→ What the task asks: Begin at the top of the records and copy each line exactly. The line containing "use crate::profile::build_worker_profile;" is the last one to include.
-------- Material for the task
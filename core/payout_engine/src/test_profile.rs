use chrono::NaiveDate;
use rust_decimal::Decimal;

use crate::model::{Membership, Project, ProjectCategory, ProjectStatus, WorkType, Worker};
use crate::profile::build_worker_profile;
use crate::tiers::ContributionTier;

fn d(s: &str) -> Decimal {
    s.parse().unwrap()
}

fn worker(id: i64, name: &str) -> Worker {
    Worker {
        id,
        department_id: 1,
        name: name.to_string(),
    }
}

/// Two projects, two workers.
///
/// p1 (group, finished, 1000): W1 gold / W2 silver -> 600 / 400.
/// p2 (solo, ongoing, 500): W1 gold -> 500.
fn department() -> Vec<Project> {
    vec![
        Project {
            id: 1,
            title: "Billing revamp".to_string(),
            category: ProjectCategory::Client,
            work_type: WorkType::Group,
            start_date: NaiveDate::from_ymd_opt(2026, 3, 1).unwrap(),
            status: ProjectStatus::Finished,
            amount: Some(d("1000.00")),
            members: vec![
                Membership {
                    id: 1,
                    project_id: 1,
                    worker_id: 101,
                    worker_name: "Asha".to_string(),
                    tier: ContributionTier::Gold,
                },
                Membership {
                    id: 2,
                    project_id: 1,
                    worker_id: 102,
                    worker_name: "Bran".to_string(),
                    tier: ContributionTier::Silver,
                },
            ],
        },
        Project {
            id: 2,
            title: "Site audit".to_string(),
            category: ProjectCategory::Client,
            work_type: WorkType::Solo,
            start_date: NaiveDate::from_ymd_opt(2026, 5, 1).unwrap(),
            status: ProjectStatus::Ongoing,
            amount: Some(d("500.00")),
            members: vec![Membership {
                id: 3,
                project_id: 2,
                worker_id: 101,
                worker_name: "Asha".to_string(),
                tier: ContributionTier::Gold,
            }],
        },
    ]
}

#[test]
fn raw_metrics_follow_engine_allocations() {
    let profile = build_worker_profile(&department(), &worker(101, "Asha"));

    assert_eq!(profile.metrics.project_count, d("2"));
    assert_eq!(profile.metrics.income, d("1100.00"));
    assert_eq!(profile.metrics.finished_ratio, d("0.5"));
    assert_eq!(profile.metrics.avg_amount, d("750.00"));
    assert_eq!(profile.metrics.group_ratio, d("0.5"));
}

#[test]
fn scores_normalise_against_department_maxima() {
    let profile = build_worker_profile(&department(), &worker(101, "Asha"));

    // Asha holds the maxima for project count and income.
    assert_eq!(profile.scores.project_count, d("100.00"));
    assert_eq!(profile.scores.income, d("100.00"));
    // Bran's ratios (1.0) and avg amount (1000) are the maxima.
    assert_eq!(profile.scores.finished_ratio, d("50.00"));
    assert_eq!(profile.scores.avg_amount, d("75.00"));
    assert_eq!(profile.scores.group_ratio, d("50.00"));
    assert_eq!(profile.scores.overall, d("75.00"));
}

#[test]
fn second_worker_scores_round_to_two_places() {
    let profile = build_worker_profile(&department(), &worker(102, "Bran"));

    assert_eq!(profile.scores.project_count, d("50.00"));
    // 400 / 1100 * 100
    assert_eq!(profile.scores.income, d("36.36"));
    assert_eq!(profile.scores.finished_ratio, d("100.00"));
    assert_eq!(profile.scores.avg_amount, d("100.00"));
    assert_eq!(profile.scores.group_ratio, d("100.00"));
    assert_eq!(profile.scores.overall, d("77.27"));
}

#[test]
fn worker_without_memberships_scores_zero_everywhere() {
    let profile = build_worker_profile(&department(), &worker(999, "Newcomer"));

    assert_eq!(profile.metrics.project_count, Decimal::ZERO);
    assert_eq!(profile.metrics.income, Decimal::ZERO);
    assert_eq!(profile.scores.overall, Decimal::ZERO);
    assert_eq!(profile.name, "Newcomer");
}

#[test]
fn empty_department_profiles_to_zero() {
    let profile = build_worker_profile(&[], &worker(101, "Asha"));
    assert_eq!(profile.scores.overall, Decimal::ZERO);
}
//! # Model
//!
//! Shared data structures consumed by the distribution engine and the
//! aggregation layer.
//!
//! ## Design decisions
//!
//! ### Snapshots, not live records
//!
//! The engine and the aggregation layer are pure functions over whatever
//! membership/project snapshot the store hands them at call time.
//! Nothing here holds a connection or caches across calls — allocations
//! are always recomputed from the live tier/amount state, never stored.
//!
//! ### Category / amount invariant
//!
//! `company` projects are internal work and must not carry an amount;
//! every other category must. [`Project::validate`] enforces this at the
//! boundary so downstream code can treat `amount` as trustworthy.

use std::fmt;
use std::str::FromStr;

use chrono::NaiveDate;
use rust_decimal::Decimal;
use serde::{Deserialize, Serialize};

use crate::error::{EngineError, Result};
use crate::tiers::ContributionTier;

/// Business category of a project.
#[derive(Debug, Clone, Copy, PartialEq, Eq, Hash, Serialize, Deserialize)]
#[serde(rename_all = "snake_case")]
pub enum ProjectCategory {
    Client,
    Company,
    Internship,
    Academy,
}

impl ProjectCategory {
    pub const ALL: [ProjectCategory; 4] =
        [Self::Client, Self::Company, Self::Internship, Self::Academy];

    pub fn as_str(self) -> &'static str {
        match self {
            Self::Client => "client",
            Self::Company => "company",
            Self::Internship => "internship",
            Self::Academy => "academy",
        }
    }

    /// Human-readable label used in report rows.
    pub fn label(self) -> &'static str {
        match self {
            Self::Client => "Client",
            Self::Company => "Company",
            Self::Internship => "Internship",
            Self::Academy => "Academy",
        }
    }
}

impl FromStr for ProjectCategory {
    type Err = EngineError;

    fn from_str(s: &str) -> Result<Self> {
        match s {
            "client" => Ok(Self::Client),
            "company" => Ok(Self::Company),
            "internship" => Ok(Self::Internship),
            "academy" => Ok(Self::Academy),
            other => Err(EngineError::UnknownCategory(other.to_string())),
        }
    }
}

impl fmt::Display for ProjectCategory {
    fn fmt(&self, f: &mut fmt::Formatter<'_>) -> fmt::Result {
        f.write_str(self.as_str())
    }
}

/// Category selection key for aggregation: a single category or the
/// department-wide view.
#[derive(Debug, Clone, Copy, PartialEq, Eq, Serialize, Deserialize)]
#[serde(rename_all = "snake_case")]
pub enum CategorySelection {
    All,
    One(ProjectCategory),
}

impl CategorySelection {
    /// `true` when `category` falls inside this selection.
    pub fn matches(self, category: ProjectCategory) -> bool {
        match self {
            Self::All => true,
            Self::One(c) => c == category,
        }
    }
}

impl FromStr for CategorySelection {
    type Err = EngineError;

    fn from_str(s: &str) -> Result<Self> {
        if s == "all" {
            Ok(Self::All)
        } else {
            Ok(Self::One(s.parse()?))
        }
    }
}

/// Whether a project is staffed by a single worker or a team.
#[derive(Debug, Clone, Copy, PartialEq, Eq, Serialize, Deserialize)]
#[serde(rename_all = "snake_case")]
pub enum WorkType {
    Solo,
    Group,
}

impl WorkType {
    pub fn as_str(self) -> &'static str {
        match self {
            Self::Solo => "solo",
            Self::Group => "group",
        }
    }
}

impl FromStr for WorkType {
    type Err = EngineError;

    fn from_str(s: &str) -> Result<Self> {
        match s {
            "solo" => Ok(Self::Solo),
            "group" => Ok(Self::Group),
            other => Err(EngineError::UnknownWorkType(other.to_string())),
        }
    }
}

/// Lifecycle status of a project.
#[derive(Debug, Clone, Copy, PartialEq, Eq, Hash, Serialize, Deserialize)]
#[serde(rename_all = "snake_case")]
pub enum ProjectStatus {
    Started,
    Ongoing,
    OnHold,
    Canceled,
    Finished,
}

impl ProjectStatus {
    pub fn as_str(self) -> &'static str {
        match self {
            Self::Started => "started",
            Self::Ongoing => "ongoing",
            Self::OnHold => "on_hold",
            Self::Canceled => "canceled",
            Self::Finished => "finished",
        }
    }

    pub fn label(self) -> &'static str {
        match self {
            Self::Started => "Started",
            Self::Ongoing => "Ongoing",
            Self::OnHold => "On Hold",
            Self::Canceled => "Canceled",
            Self::Finished => "Finished",
        }
    }
}

impl FromStr for ProjectStatus {
    type Err = EngineError;

    fn from_str(s: &str) -> Result<Self> {
        match s {
            "started" => Ok(Self::Started),
            "ongoing" => Ok(Self::Ongoing),
            "on_hold" => Ok(Self::OnHold),
            "canceled" => Ok(Self::Canceled),
            "finished" => Ok(Self::Finished),
            other => Err(EngineError::UnknownStatus(other.to_string())),
        }
    }
}

/// A department account. Authentication lives outside this core.
#[derive(Debug, Clone, Serialize, Deserialize)]
pub struct Department {
    pub id: i64,
    pub name: String,
    pub email: String,
}

/// A worker belonging to a department.
#[derive(Debug, Clone, Serialize, Deserialize)]
pub struct Worker {
    pub id: i64,
    pub department_id: i64,
    pub name: String,
}

/// One worker's participation in one project, with the worker's name
/// joined in for reporting. A (project, worker) pair is unique.
#[derive(Debug, Clone, Serialize, Deserialize)]
pub struct Membership {
    pub id: i64,
    pub project_id: i64,
    pub worker_id: i64,
    pub worker_name: String,
    pub tier: ContributionTier,
}

/// A project snapshot with its current membership set.
#[derive(Debug, Clone, Serialize, Deserialize)]
pub struct Project {
    pub id: i64,
    pub title: String,
    pub category: ProjectCategory,
    pub work_type: WorkType,
    pub start_date: NaiveDate,
    pub status: ProjectStatus,
    /// Required for every category except `company`, which must have none.
    pub amount: Option<Decimal>,
    pub members: Vec<Membership>,
}

impl Project {
    /// Check the category/amount invariant.
    pub fn validate(&self) -> Result<()> {
        match (self.category, self.amount) {
            (ProjectCategory::Company, Some(_)) => Err(EngineError::AmountNotAllowed(self.id)),
            (ProjectCategory::Company, None) => Ok(()),
            (_, None) => Err(EngineError::AmountRequired(self.id)),
            (_, Some(_)) => Ok(()),
        }
    }

    /// Amount treated as zero when absent, for income totals.
    pub fn amount_or_zero(&self) -> Decimal {
        self.amount.unwrap_or(Decimal::ZERO)
    }
}
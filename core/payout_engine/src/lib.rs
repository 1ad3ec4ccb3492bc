//! # Payout Engine
//!
//! Payment distribution and aggregation core of the department
//! operations dashboard. Departments assign workers to projects with a
//! contribution tier (gold / silver / copper); this crate turns a
//! project's fixed amount into deterministic per-worker payment splits
//! and rolls those splits up into dashboard aggregates.
//!
//! | Concern        | Module                                       |
//! |----------------|----------------------------------------------|
//! | Tier model     | [`tiers`]                                    |
//! | Data model     | [`model`]                                    |
//! | Payment splits | [`distribution::compute_allocations`]        |
//! | Aggregates     | [`aggregate::build_category_aggregate`]      |
//! | Worker profile | [`profile::build_worker_profile`]            |
//! | Export rows    | [`report`]                                   |
//!
//! ## Architecture
//!
//! Every function here is a pure computation over a snapshot the caller
//! supplies: no I/O, no caching, no shared mutable state. Allocations
//! are derived on every call from the live amount and membership set —
//! they are deliberately never persisted, so reports can never show a
//! stale split. Persistence and HTTP live in the `dashboard_api` crate.

pub mod aggregate;
pub mod distribution;
pub mod error;
pub mod model;
pub mod profile;
pub mod report;
pub mod tiers;

#[cfg(test)]
mod invariants;
#[cfg(test)]
mod test_distribution;
#[cfg(test)]
mod test_profile;

pub use aggregate::{build_category_aggregate, CategoryAggregate};
pub use distribution::compute_allocations;
pub use error::{EngineError, Result};
pub use model::{
    CategorySelection, Department, Membership, Project, ProjectCategory, ProjectStatus, WorkType,
    Worker,
};
pub use profile::{build_worker_profile, WorkerProfile};
pub use tiers::ContributionTier;
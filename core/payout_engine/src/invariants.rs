#![allow(dead_code)]

//! Test-only assertion helpers for the numeric invariants of the
//! distribution engine.

use std::collections::BTreeMap;

use rust_decimal::Decimal;

use crate::model::Project;

/// One cent, the rounding granularity of every allocation.
pub fn cent() -> Decimal {
    Decimal::new(1, 2)
}

/// INV-1: the allocations of a funded project sum to the project amount
/// within ± (membership count × 0.01) of rounding slack.
pub fn assert_allocations_sum_to_amount(project: &Project, allocations: &BTreeMap<i64, Decimal>) {
    let amount = project.amount.expect("project under test must have an amount");
    let sum: Decimal = allocations.values().copied().sum();
    let tolerance = cent() * Decimal::from(allocations.len() as u64);
    assert!(
        (sum - amount).abs() <= tolerance,
        "INV-1 violated: allocations sum {} differs from amount {} by more than {}",
        sum,
        amount,
        tolerance
    );
}

/// INV-2: every member of `ids` received the same share, ± one cent for
/// indivisible remainders.
pub fn assert_equal_shares(allocations: &BTreeMap<i64, Decimal>, ids: &[i64]) {
    let shares: Vec<Decimal> = ids
        .iter()
        .map(|id| *allocations.get(id).expect("missing allocation"))
        .collect();
    let (min, max) = (
        shares.iter().copied().min().unwrap(),
        shares.iter().copied().max().unwrap(),
    );
    assert!(
        max - min <= cent(),
        "INV-2 violated: shares not equal: min {} max {}",
        min,
        max
    );
}

/// INV-3: the members in `ids` jointly received `expected` of the pot,
/// within one cent per member.
pub fn assert_pot_total(
    allocations: &BTreeMap<i64, Decimal>,
    ids: &[i64],
    expected: Decimal,
) {
    let total: Decimal = ids
        .iter()
        .map(|id| *allocations.get(id).expect("missing allocation"))
        .sum();
    let tolerance = cent() * Decimal::from(ids.len() as u64);
    assert!(
        (total - expected).abs() <= tolerance,
        "INV-3 violated: pot total {} differs from expected {} by more than {}",
        total,
        expected,
        tolerance
    );
}

/// INV-4: under the weighted fallback, a member's share is proportional
/// to its tier weight: share_a / weight_a == share_b / weight_b.
pub fn assert_weight_proportional(
    allocations: &BTreeMap<i64, Decimal>,
    a: (i64, u32),
    b: (i64, u32),
) {
    let share_a = *allocations.get(&a.0).expect("missing allocation");
    let share_b = *allocations.get(&b.0).expect("missing allocation");
    let lhs = share_a * Decimal::from(b.1);
    let rhs = share_b * Decimal::from(a.1);
    // Cross-multiplied comparison; allow a cent of rounding per side.
    assert!(
        (lhs - rhs).abs() <= cent() * Decimal::from(a.1.max(b.1)),
        "INV-4 violated: shares {} (w{}) and {} (w{}) are not weight-proportional",
        share_a,
        a.1,
        share_b,
        b.1
    );
}
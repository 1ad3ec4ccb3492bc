//! Contribution tier model.
//!
//! A worker's involvement in a project is classified as gold, silver or
//! copper. The integer weights only matter to the weighted fallback rule
//! of the distribution engine; the named tier combinations (gold-only,
//! gold+silver, gold+copper) use fixed percentage splits instead.

use std::fmt;
use std::str::FromStr;

use serde::{Deserialize, Serialize};

use crate::error::EngineError;

/// Contribution tier of one project membership.
#[derive(Debug, Clone, Copy, PartialEq, Eq, PartialOrd, Ord, Hash, Serialize, Deserialize)]
#[serde(rename_all = "snake_case")]
pub enum ContributionTier {
    Gold,
    Silver,
    Copper,
}

impl ContributionTier {
    pub const ALL: [ContributionTier; 3] = [Self::Gold, Self::Silver, Self::Copper];

    /// Relative weight used by the weighted fallback split.
    pub fn weight(self) -> u32 {
        match self {
            Self::Gold => 3,
            Self::Silver => 2,
            Self::Copper => 1,
        }
    }

    /// Short identifier string suitable for storage in the database.
    pub fn as_str(self) -> &'static str {
        match self {
            Self::Gold => "gold",
            Self::Silver => "silver",
            Self::Copper => "copper",
        }
    }
}

impl FromStr for ContributionTier {
    type Err = EngineError;

    /// Parse a stored tier string. Unrecognised values are a hard error:
    /// the engine must never guess a weight for a corrupt tier.
    fn from_str(s: &str) -> Result<Self, Self::Err> {
        match s {
            "gold" => Ok(Self::Gold),
            "silver" => Ok(Self::Silver),
            "copper" => Ok(Self::Copper),
            other => Err(EngineError::UnknownTier(other.to_string())),
        }
    }
}

impl fmt::Display for ContributionTier {
    fn fmt(&self, f: &mut fmt::Formatter<'_>) -> fmt::Result {
        f.write_str(self.as_str())
    }
}
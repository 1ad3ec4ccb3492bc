//! # Distribution rule engine
//!
//! Computes each membership's share of a project's amount from the
//! composition of contribution tiers present. The rules, checked in
//! priority order with the first match winning:
//!
//! | Tiers present          | Split                                        |
//! |------------------------|----------------------------------------------|
//! | gold only              | equal split of the full amount               |
//! | gold + silver          | 60% pot to gold, 40% pot to silver           |
//! | gold + copper          | 70% pot to gold, 30% pot to copper           |
//! | any other combination  | weighted by {gold 3, silver 2, copper 1}     |
//!
//! Each pot is split equally within its tier. Silver+copper without gold
//! has no named rule and deliberately falls through to the weighted
//! fallback.
//!
//! This is a pure function of `(amount, membership tiers)`: no
//! persistence, no caching, safe to call from concurrent readers.
//! Allocations are recomputed on every call so they always reflect the
//! live membership set.

use std::collections::BTreeMap;

use rust_decimal::{Decimal, RoundingStrategy};
use tracing::debug;

use crate::model::Project;
use crate::tiers::ContributionTier;

/// Tier composition of a membership set, in rule priority order.
#[derive(Debug, Clone, Copy, PartialEq, Eq)]
enum TierMix {
    GoldOnly,
    GoldSilver,
    GoldCopper,
    Weighted,
}

impl TierMix {
    fn of(gold: &[i64], silver: &[i64], copper: &[i64]) -> Self {
        match (!gold.is_empty(), !silver.is_empty(), !copper.is_empty()) {
            (true, false, false) => Self::GoldOnly,
            (true, true, false) => Self::GoldSilver,
            (true, false, true) => Self::GoldCopper,
            _ => Self::Weighted,
        }
    }
}

/// Round a monetary value to 2 decimal places, half away from zero.
pub(crate) fn round_currency(value: Decimal) -> Decimal {
    value.round_dp_with_strategy(2, RoundingStrategy::MidpointAwayFromZero)
}

/// Split `pot` equally among `ids`, rounding each share.
fn split_equally(pot: Decimal, ids: &[i64], out: &mut BTreeMap<i64, Decimal>) {
    let count = Decimal::from(ids.len() as u64);
    for &id in ids {
        out.insert(id, round_currency(pot / count));
    }
}

/// Compute the payment allocation for one project.
///
/// Returns a map from membership id to the allocated amount. Projects
/// with no amount, a zero amount, or no memberships yield an empty map —
/// never an error. Unknown tiers cannot reach this function: the
/// [`ContributionTier`] enum is closed and parsing rejects corrupt data
/// at the store boundary.
pub fn compute_allocations(project: &Project) -> BTreeMap<i64, Decimal> {
    let mut allocations = BTreeMap::new();

    let amount = match project.amount {
        Some(a) if !a.is_zero() => a,
        _ => return allocations,
    };
    if project.members.is_empty() {
        return allocations;
    }

    let mut gold = Vec::new();
    let mut silver = Vec::new();
    let mut copper = Vec::new();
    for member in &project.members {
        match member.tier {
            ContributionTier::Gold => gold.push(member.id),
            ContributionTier::Silver => silver.push(member.id),
            ContributionTier::Copper => copper.push(member.id),
        }
    }

    let mix = TierMix::of(&gold, &silver, &copper);
    debug!(project_id = project.id, ?mix, %amount, "distributing project payment");

    match mix {
        TierMix::GoldOnly => {
            split_equally(amount, &gold, &mut allocations);
        }
        TierMix::GoldSilver => {
            split_equally(amount * Decimal::new(60, 2), &gold, &mut allocations);
            split_equally(amount * Decimal::new(40, 2), &silver, &mut allocations);
        }
        TierMix::GoldCopper => {
            split_equally(amount * Decimal::new(70, 2), &gold, &mut allocations);
            split_equally(amount * Decimal::new(30, 2), &copper, &mut allocations);
        }
        TierMix::Weighted => {
            let total_weight: u32 = project
                .members
                .iter()
                .map(|m| m.tier.weight())
                .sum();
            // Weights are strictly positive constants, so a zero total
            // cannot occur while members exist. Guard anyway: a silent
            // division by zero here would be a financial-correctness bug.
            if total_weight == 0 {
                return allocations;
            }
            let total = Decimal::from(total_weight);
            for member in &project.members {
                let share = amount * Decimal::from(member.tier.weight()) / total;
                allocations.insert(member.id, round_currency(share));
            }
        }
    }

    allocations
}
----------------
→ Exercise solution:
filename core/payout_engine/src/test_profile.rs
use chrono::NaiveDate;
use rust_decimal::Decimal;

use crate::model::{Membership, Project, ProjectCategory, ProjectStatus, WorkType, Worker};
use crate::profile::build_worker_profile;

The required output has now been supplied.